BEGIN Dataset

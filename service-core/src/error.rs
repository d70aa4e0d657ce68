use axum::{
    Json,
    http::StatusCode,
    response::{IntoResponse, Response},
};
use serde::Serialize;
use thiserror::Error;

/// Message returned to clients for every 5xx response. The underlying error
/// is only ever logged server-side.
pub const SERVER_ERROR_MESSAGE: &str = "An error occurred on the server.";

#[derive(Debug, Error)]
pub enum AppError {
    #[error("{0}")]
    BadRequest(anyhow::Error),

    #[error("Internal server error: {0}")]
    InternalError(#[from] anyhow::Error),

    #[error("Database error: {0}")]
    DatabaseError(anyhow::Error),

    #[error("Configuration error: {0}")]
    ConfigError(anyhow::Error),
}

impl AppError {
    pub fn status_code(&self) -> StatusCode {
        match self {
            AppError::BadRequest(_) => StatusCode::BAD_REQUEST,
            AppError::InternalError(_) | AppError::DatabaseError(_) | AppError::ConfigError(_) => {
                StatusCode::INTERNAL_SERVER_ERROR
            }
        }
    }
}

impl From<config::ConfigError> for AppError {
    fn from(err: config::ConfigError) -> Self {
        AppError::ConfigError(anyhow::Error::new(err))
    }
}

impl From<std::io::Error> for AppError {
    fn from(err: std::io::Error) -> Self {
        AppError::InternalError(anyhow::Error::new(err))
    }
}

impl IntoResponse for AppError {
    fn into_response(self) -> Response {
        #[derive(Serialize)]
        struct ErrorResponse {
            success: bool,
            message: String,
        }

        let status = self.status_code();
        let message = match self {
            AppError::BadRequest(err) => err.to_string(),
            AppError::InternalError(_) | AppError::DatabaseError(_) | AppError::ConfigError(_) => {
                SERVER_ERROR_MESSAGE.to_string()
            }
        };

        (
            status,
            Json(ErrorResponse {
                success: false,
                message,
            }),
        )
            .into_response()
    }
}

END Dataset

— Your task —
Each entry above needs to be output exactly.

— Exercise result —
filename service-core/src/error.rs
repository d70aa4e0d657ce68
use axum::{
    Json,
    http::StatusCode,
    response::{IntoResponse, Response},
};
use serde::Serialize;
use thiserror::Error;

/// Message returned to clients for every 5xx response. The underlying error
/// is only ever logged server-side.
pub const SERVER_ERROR_MESSAGE: &str = "An error occurred on the server.";

#[derive(Debug, Error)]
pub enum AppError {
    #[error("{0}")]
    BadRequest(anyhow::Error),

    #[error("Internal server error: {0}")]
    InternalError(#[from] anyhow::Error),

    #[error("Database error: {0}")]
    DatabaseError(anyhow::Error),

    #[error("Configuration error: {0}")]
    ConfigError(anyhow::Error),
}

impl AppError {
    pub fn status_code(&self) -> StatusCode {
        match self {
            AppError::BadRequest(_) => StatusCode::BAD_REQUEST,
            AppError::InternalError(_) | AppError::DatabaseError(_) | AppError::ConfigError(_) => {
                StatusCode::INTERNAL_SERVER_ERROR
            }
        }
    }
}

impl From<config::ConfigError> for AppError {
    fn from(err: config::ConfigError) -> Self {
        AppError::ConfigError(anyhow::Error::new(err))
    }
}

impl From<std::io::Error> for AppError {
    fn from(err: std::io::Error) -> Self {
        AppError::InternalError(anyhow::Error::new(err))
    }
}

impl IntoResponse for AppError {
    fn into_response(self) -> Response {
        #[derive(Serialize)]
        struct ErrorResponse {
            success: bool,
            message: String,
        }

        let status = self.status_code();
        let message = match self {
            AppError::BadRequest(err) => err.to_string(),
            AppError::InternalError(_) | AppError::DatabaseError(_) | AppError::ConfigError(_) => {
                SERVER_ERROR_MESSAGE.to_string()
            }
        };

        (
            status,
            Json(ErrorResponse {
                success: false,
                message,
            }),
        )
            .into_response()
    }
}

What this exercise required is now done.